木ノ下翔の理科解説を体験する
「同じ高さなら同じ速さ」
いつでも、そうでしょうか?
まず1問。約4分の板書動画を見たら、条件を変えたもう1問へ。答えだけでなく、理由まで説明できるか確かめてみましょう。
登録不要・無料/目安7〜10分
中学受験理科・力学を学ぶ受験生と保護者の方へ。紙と鉛筆があると、考えた理由を残せます。
最初の1問に挑戦する ↓STEP 1|動画を見る前に
下りのPと、上りのQ。どちらが速い?
小さな物体を高い位置から静かに放すと、道に沿ってすべり、P、谷、Qの順に通りました。PとQは、同じ基準の面から高さ2mの位置です。

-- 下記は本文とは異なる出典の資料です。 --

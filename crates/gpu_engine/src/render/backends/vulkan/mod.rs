//! Vulkan backend implementation
//!
//! Organized into initialization, resources and state modules.

/// Vulkan initialization types (instance, device, errors)
pub mod initialization;

/// Vulkan resource management (buffers, textures, staging, descriptors, pipelines)
pub mod resources;

/// Vulkan state management (submission tracking, deferred tasks, barriers)
pub mod state;

// Re-export core initialization types
pub use initialization::context::{
    LogicalDevice, PhysicalDeviceInfo, ResultCode, UpdateAfterBindLimits, VulkanError,
    VulkanInstance, VulkanResult,
};
//! Configuration system

use std::path::Path;

pub use serde::{Serialize, Deserialize};

/// On-disk configuration formats, chosen by file extension
#[derive(Debug, Clone, Copy, PartialEq, Eq)]
pub enum ConfigFormat {
    /// `.toml`
    Toml,
    /// `.ron`
    Ron,
}

impl ConfigFormat {
    /// Detect the format from a path's extension
    pub fn from_path(path: &Path) -> Result<Self, ConfigError> {
        match path.extension().and_then(|ext| ext.to_str()) {
            Some("toml") => Ok(Self::Toml),
            Some("ron") => Ok(Self::Ron),
            _ => Err(ConfigError::UnsupportedFormat(path.display().to_string())),
        }
    }
}

/// Configuration trait
pub trait Config: Serialize + for<'de> Deserialize<'de> + Default {
    /// Parse configuration text in the given format
    fn from_str_as(contents: &str, format: ConfigFormat) -> Result<Self, ConfigError> {
        match format {
            ConfigFormat::Toml => {
                toml::from_str(contents).map_err(|e| ConfigError::Parse(e.to_string()))
            }
            ConfigFormat::Ron => {
                ron::from_str(contents).map_err(|e| ConfigError::Parse(e.to_string()))
            }
        }
    }

    /// Serialize configuration to text in the given format
    fn to_string_as(&self, format: ConfigFormat) -> Result<String, ConfigError> {
        match format {
            ConfigFormat::Toml => {
                toml::to_string_pretty(self).map_err(|e| ConfigError::Serialize(e.to_string()))
            }
            ConfigFormat::Ron => ron::ser::to_string_pretty(self, ron::ser::PrettyConfig::default())
                .map_err(|e| ConfigError::Serialize(e.to_string())),
        }
    }

    /// Load configuration from file
    fn load_from_file(path: impl AsRef<Path>) -> Result<Self, ConfigError> {
        let path = path.as_ref();
        let format = ConfigFormat::from_path(path)?;
        let contents = std::fs::read_to_string(path)?;
        Self::from_str_as(&contents, format)
    }

    /// Save configuration to file
    fn save_to_file(&self, path: impl AsRef<Path>) -> Result<(), ConfigError> {
        let path = path.as_ref();
        let contents = self.to_string_as(ConfigFormat::from_path(path)?)?;
        std::fs::write(path, contents).map_err(ConfigError::Io)
    }
}

/// Configuration errors
#[derive(thiserror::Error, Debug)]
pub enum ConfigError {
    /// IO error
    #[error("IO error: {0}")]
    Io(#[from] std::io::Error),

    /// Parse error
    #[error("Parse error: {0}")]
    Parse(String),

    /// Serialization error
    #[error("Serialization error: {0}")]
    Serialize(String),

    /// Unsupported format
    #[error("Unsupported format: {0}")]
    UnsupportedFormat(String),

    /// A value failed validation
    #[error("Invalid configuration: {0}")]
    Invalid(String),
}

#[cfg(test)]
mod tests {
    use super::*;

    #[test]
    fn test_format_from_extension() {
        assert_eq!(ConfigFormat::from_path(Path::new("a/b.toml")).ok(), Some(ConfigFormat::Toml));
        assert_eq!(ConfigFormat::from_path(Path::new("engine.ron")).ok(), Some(ConfigFormat::Ron));
        assert!(matches!(
            ConfigFormat::from_path(Path::new("engine.json")),
            Err(ConfigError::UnsupportedFormat(_))
        ));
        assert!(ConfigFormat::from_path(Path::new("no_extension")).is_err());
    }
}
#[cfg(test)]
mod tests {
    use super::*;

    #[test]
    fn test_storage_memory_flags() {
        assert_eq!(StorageType::Device.memory_flags(), vk::MemoryPropertyFlags::DEVICE_LOCAL);
        let host_visible =
            vk::MemoryPropertyFlags::HOST_VISIBLE | vk::MemoryPropertyFlags::HOST_COHERENT;
        assert!(StorageType::HostVisible.memory_flags().contains(host_visible));
        assert!(StorageType::Memoryless
            .memory_flags()
            .contains(vk::MemoryPropertyFlags::LAZILY_ALLOCATED));
    }

    #[test]
    fn test_mip_dimensions_clamp() {
        let dims = Dimensions::new(64, 16, 1);
        assert_eq!(dims.mip(2), Dimensions::new(16, 4, 1));
        assert_eq!(dims.mip(6), Dimensions::new(1, 1, 1));
    }

    #[test]
    fn test_sample_counts() {
        assert_eq!(sample_count_flags(1), vk::SampleCountFlags::TYPE_1);
        assert_eq!(sample_count_flags(4), vk::SampleCountFlags::TYPE_4);
        assert_eq!(sample_count_flags(6), vk::SampleCountFlags::TYPE_4);
    }

    #[test]
    fn test_texture_desc_builders() {
        let desc = TextureDesc::new_cube(Format::Rgba8Unorm, 32, TextureUsage::SAMPLED)
            .with_mip_levels(6)
            .with_debug_name("sky");
        assert_eq!(desc.texture_type, TextureType::Cube);
        assert_eq!(desc.dimensions, Dimensions::new_2d(32, 32));
        assert_eq!(desc.num_mip_levels, 6);
        assert_eq!(desc.debug_name, "sky");
    }
}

条件:同じ物体の運動を比べます。物体は回転せず、摩擦・空気抵抗などによるエネルギーの損失はありません。途中で押したり、ブレーキをかけたりしません。
「下っているから」「同じ高さだから」など、そう思った理由も一言、紙に書いておきましょう。
選択はこの画面での確認用です。自動採点はありません。
予想が決まったら、板書動画へ ↓STEP 2|約4分で考え方を確認
速さを比べる前に、何を見る?
木ノ下翔が、振り子からジェットコースターへと考え方をつなぎます。動画のB・Dは、この問題のP・Qにあたる、同じ高さの2地点です。
最初の1問の答えと理由を確認する
答え:PとQは同じ速さ。
PとQは同じ高さなので、同じ物体がもつ位置エネルギーは等しくなります。今回の条件では位置エネルギーと運動エネルギーの和が一定なので、運動エネルギーも等しく、速さも同じです。

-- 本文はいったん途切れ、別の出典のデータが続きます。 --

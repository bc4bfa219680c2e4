//! Texture formats and their memory footprint

use ash::vk;

/// Texture formats understood by the engine
#[allow(missing_docs)]
#[derive(Debug, Clone, Copy, PartialEq, Eq, Hash)]
pub enum Format {
    R8Unorm,
    R16Uint,
    R16Unorm,
    R16Float,
    Rg8Unorm,
    R32Float,
    Rg16Uint,
    Rg16Unorm,
    Rg16Float,
    Rgba8Unorm,
    Rgba8Srgb,
    Bgra8Unorm,
    Bgra8Srgb,
    Rg32Float,
    Rgba16Float,
    Rgba32Uint,
    Rgba32Float,
    Etc2Rgb8,
    Etc2Srgb8,
    Bc7Rgba,
    Z16Unorm,
    Z24Unorm,
    Z32Float,
    Z24UnormS8Uint,
    Z32FloatS8Uint,
}

/// Block layout of a format
#[derive(Debug, Clone, Copy, PartialEq, Eq)]
pub struct FormatProperties {
    /// Bytes per texel, or per block for compressed formats
    pub bytes_per_block: u32,
    /// Block width in texels
    pub block_width: u32,
    /// Block height in texels
    pub block_height: u32,
    /// Block-compressed format
    pub compressed: bool,
    /// Has a depth aspect
    pub depth: bool,
    /// Has a stencil aspect
    pub stencil: bool,
}

impl FormatProperties {
    const fn color(bytes_per_block: u32) -> Self {
        Self {
            bytes_per_block,
            block_width: 1,
            block_height: 1,
            compressed: false,
            depth: false,
            stencil: false,
        }
    }

    const fn compressed(bytes_per_block: u32) -> Self {
        Self {
            bytes_per_block,
            block_width: 4,
            block_height: 4,
            compressed: true,
            depth: false,
            stencil: false,
        }
    }

    const fn depth(bytes_per_block: u32, stencil: bool) -> Self {
        Self {
            bytes_per_block,
            block_width: 1,
            block_height: 1,
            compressed: false,
            depth: true,
            stencil,
        }
    }
}

impl Format {
    /// Every format, in declaration order
    pub const ALL: [Self; 25] = [
        Self::R8Unorm,
        Self::R16Uint,
        Self::R16Unorm,
        Self::R16Float,
        Self::Rg8Unorm,
        Self::R32Float,
        Self::Rg16Uint,
        Self::Rg16Unorm,
        Self::Rg16Float,
        Self::Rgba8Unorm,
        Self::Rgba8Srgb,
        Self::Bgra8Unorm,
        Self::Bgra8Srgb,
        Self::Rg32Float,
        Self::Rgba16Float,
        Self::Rgba32Uint,
        Self::Rgba32Float,
        Self::Etc2Rgb8,
        Self::Etc2Srgb8,
        Self::Bc7Rgba,
        Self::Z16Unorm,
        Self::Z24Unorm,
        Self::Z32Float,
        Self::Z24UnormS8Uint,
        Self::Z32FloatS8Uint,
    ];

    /// Block layout of this format
    pub const fn properties(self) -> FormatProperties {
        match self {
            Self::R8Unorm => FormatProperties::color(1),
            Self::R16Uint | Self::R16Unorm | Self::R16Float | Self::Rg8Unorm => {
                FormatProperties::color(2)
            }
            Self::R32Float
            | Self::Rg16Uint
            | Self::Rg16Unorm
            | Self::Rg16Float
            | Self::Rgba8Unorm
            | Self::Rgba8Srgb
            | Self::Bgra8Unorm
            | Self::Bgra8Srgb => FormatProperties::color(4),
            Self::Rg32Float | Self::Rgba16Float => FormatProperties::color(8),
            Self::Rgba32Uint | Self::Rgba32Float => FormatProperties::color(16),
            Self::Etc2Rgb8 | Self::Etc2Srgb8 => FormatProperties::compressed(8),
            Self::Bc7Rgba => FormatProperties::compressed(16),
            Self::Z16Unorm => FormatProperties::depth(2, false),
            Self::Z24Unorm => FormatProperties::depth(3, false),
            Self::Z32Float => FormatProperties::depth(4, false),
            Self::Z24UnormS8Uint => FormatProperties::depth(4, true),
            Self::Z32FloatS8Uint => FormatProperties::depth(5, true),
        }
    }

    /// Bytes occupied by one layer of mip `level` of a `width` x `height` image
    ///
    /// Saturates at `u64::MAX`.
    pub const fn bytes_per_layer(self, width: u32, height: u32, level: u32) -> u64 {
        let props = self.properties();
        let level_width = max1(width >> level);
        let level_height = max1(height >> level);

        let (columns, rows) = if props.compressed {
            (
                level_width.div_ceil(props.block_width),
                level_height.div_ceil(props.block_height),
            )
        } else {
            (level_width, level_height)
        };
        (columns as u64)
            .saturating_mul(rows as u64)
            .saturating_mul(props.bytes_per_block as u64)
    }

    /// True for formats with a depth or stencil aspect
    pub const fn is_depth_or_stencil(self) -> bool {
        let props = self.properties();
        props.depth || props.stencil
    }

    /// Image aspects a view of this format covers
    pub fn aspect_flags(self) -> vk::ImageAspectFlags {
        let props = self.properties();
        if props.depth && props.stencil {
            vk::ImageAspectFlags::DEPTH | vk::ImageAspectFlags::STENCIL
        } else if props.depth {
            vk::ImageAspectFlags::DEPTH
        } else if props.stencil {
            vk::ImageAspectFlags::STENCIL
        } else {
            vk::ImageAspectFlags::COLOR
        }
    }

    /// Native format
    pub const fn to_vk(self) -> vk::Format {
        match self {
            Self::R8Unorm => vk::Format::R8_UNORM,
            Self::R16Uint => vk::Format::R16_UINT,
            Self::R16Unorm => vk::Format::R16_UNORM,
            Self::R16Float => vk::Format::R16_SFLOAT,
            Self::Rg8Unorm => vk::Format::R8G8_UNORM,
            Self::R32Float => vk::Format::R32_SFLOAT,
            Self::Rg16Uint => vk::Format::R16G16_UINT,
            Self::Rg16Unorm => vk::Format::R16G16_UNORM,
            Self::Rg16Float => vk::Format::R16G16_SFLOAT,
            Self::Rgba8Unorm => vk::Format::R8G8B8A8_UNORM,
            Self::Rgba8Srgb => vk::Format::R8G8B8A8_SRGB,
            Self::Bgra8Unorm => vk::Format::B8G8R8A8_UNORM,
            Self::Bgra8Srgb => vk::Format::B8G8R8A8_SRGB,
            Self::Rg32Float => vk::Format::R32G32_SFLOAT,
            Self::Rgba16Float => vk::Format::R16G16B16A16_SFLOAT,
            Self::Rgba32Uint => vk::Format::R32G32B32A32_UINT,
            Self::Rgba32Float => vk::Format::R32G32B32A32_SFLOAT,
            Self::Etc2Rgb8 => vk::Format::ETC2_R8G8B8_UNORM_BLOCK,
            Self::Etc2Srgb8 => vk::Format::ETC2_R8G8B8_SRGB_BLOCK,
            Self::Bc7Rgba => vk::Format::BC7_UNORM_BLOCK,
            Self::Z16Unorm => vk::Format::D16_UNORM,
            Self::Z24Unorm => vk::Format::X8_D24_UNORM_PACK32,
            Self::Z32Float => vk::Format::D32_SFLOAT,
            Self::Z24UnormS8Uint => vk::Format::D24_UNORM_S8_UINT,
            Self::Z32FloatS8Uint => vk::Format::D32_SFLOAT_S8_UINT,
        }
    }

    /// Engine format for a native one
    pub fn from_vk(format: vk::Format) -> Option<Self> {
        Self::ALL.iter().copied().find(|f| f.to_vk() == format)
    }
}

const fn max1(value: u32) -> u32 {
    if value == 0 { 1 } else { value }
}

/// Pick a depth format from `supported` that is closest to `requested`
///
/// Candidates with the same stencil presence are preferred; among those the
/// requested format wins, then wider depth.
pub fn closest_depth_stencil_format(requested: Format, supported: &[Format]) -> Option<Format> {
    if supported.contains(&requested) {
        return Some(requested);
    }

    let wants_stencil = requested.properties().stencil;
    let preference: &[Format] = if wants_stencil {
        &[
            Format::Z24UnormS8Uint,
            Format::Z32FloatS8Uint,
            Format::Z32Float,
            Format::Z24Unorm,
            Format::Z16Unorm,
        ]
    } else {
        &[
            Format::Z32Float,
            Format::Z24Unorm,
            Format::Z16Unorm,
            Format::Z24UnormS8Uint,
            Format::Z32FloatS8Uint,
        ]
    };

    preference.iter().copied().find(|f| supported.contains(f))
}

#[cfg(test)]
mod tests {
    use super::*;

    #[test]
    fn test_uncompressed_bytes_per_layer() {
        assert_eq!(Format::Rgba8Unorm.bytes_per_layer(256, 128, 0), 256 * 128 * 4);
        assert_eq!(Format::Rgba8Unorm.bytes_per_layer(256, 128, 1), 128 * 64 * 4);
        assert_eq!(Format::R8Unorm.bytes_per_layer(4, 4, 5), 1);
        assert_eq!(Format::Rgba32Float.bytes_per_layer(3, 1, 0), 48);
    }

    #[test]
    fn test_compressed_bytes_per_layer_rounds_to_blocks() {
        // 10x6 -> 3x2 blocks
        assert_eq!(Format::Bc7Rgba.bytes_per_layer(10, 6, 0), 3 * 2 * 16);
        assert_eq!(Format::Etc2Rgb8.bytes_per_layer(10, 6, 0), 3 * 2 * 8);
        // A 1x1 mip still occupies a whole block
        assert_eq!(Format::Bc7Rgba.bytes_per_layer(64, 64, 6), 16);
    }

    #[test]
    fn test_bytes_per_layer_past_u32() {
        assert_eq!(Format::Rgba8Unorm.bytes_per_layer(65536, 16384, 0), 1 << 32);
        assert_eq!(Format::Rgba32Float.bytes_per_layer(u32::MAX, u32::MAX, 0), u64::MAX);
    }

    #[test]
    fn test_vk_mapping_is_bijective() {
        for format in Format::ALL {
            assert_eq!(Format::from_vk(format.to_vk()), Some(format));
        }
        assert_eq!(Format::from_vk(vk::Format::UNDEFINED), None);
    }

    #[test]
    fn test_aspects() {
        assert_eq!(Format::Rgba8Unorm.aspect_flags(), vk::ImageAspectFlags::COLOR);
        assert_eq!(Format::Z32Float.aspect_flags(), vk::ImageAspectFlags::DEPTH);
        assert_eq!(
            Format::Z24UnormS8Uint.aspect_flags(),
            vk::ImageAspectFlags::DEPTH | vk::ImageAspectFlags::STENCIL
        );
        assert!(Format::Z16Unorm.is_depth_or_stencil());
        assert!(!Format::Bc7Rgba.is_depth_or_stencil());
    }

    #[test]
    fn test_closest_depth_format() {
        let supported = [Format::Z32Float, Format::Z32FloatS8Uint];
        assert_eq!(
            closest_depth_stencil_format(Format::Z32Float, &supported),
            Some(Format::Z32Float)
        );
        assert_eq!(
            closest_depth_stencil_format(Format::Z24UnormS8Uint, &supported),
            Some(Format::Z32FloatS8Uint)
        );
        assert_eq!(
            closest_depth_stencil_format(Format::Z16Unorm, &supported),
            Some(Format::Z32Float)
        );
        assert_eq!(closest_depth_stencil_format(Format::Z16Unorm, &[]), None);
    }
}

見るのは「上りか下りか」や「進んだ距離」ではなく、まず高さ。そして、この考え方を使える条件です。
では、摩擦がある場合は?動画を止めて、次の問題を自分で考えてみましょう。
条件を変えた1問へ ↓STEP 3|条件が変わっても考えられる?
摩擦がある道でも、同じ速さ?
別の道で、小さな物体がR、谷、Sの順にすべりました。RとSは同じ高さ2mです。
今回は、RからSへ進む間に摩擦がはたらき、位置エネルギーと運動エネルギーの和の一部が熱などに変わります。物体は回転せず、途中で押されることもなく、Sまで到達しました。
最初の問題から、どの条件が変わりましたか?答えを開く前に、理由を説明してみましょう。
確認問題の答えと考え方を見る
答え:Rのほうが速い。
RとSでは高さが同じなので、位置エネルギーは等しいままです。しかし、RからSへの移動中に摩擦によって、力学的エネルギー(位置エネルギーと運動エネルギーの和)が減っています。そのためSでは運動エネルギーが小さくなり、Rより遅くなります。
「同じ高さだから同じ速さ」とだけ覚えると、この条件を見落とします。高さに加えて、エネルギーの損失があるかまで確かめましょう。
まだ迷うときの、整理のしかた
① RとSを水平な線で結ぶ → 高さが同じ。
② 「摩擦がはたらく」に線を引く → 力学的エネルギーは減る。
③ 位置エネルギーが同じなのに合計が減った → 運動エネルギーが減った。
答えを閉じて、もう一度この順序で説明してみてください。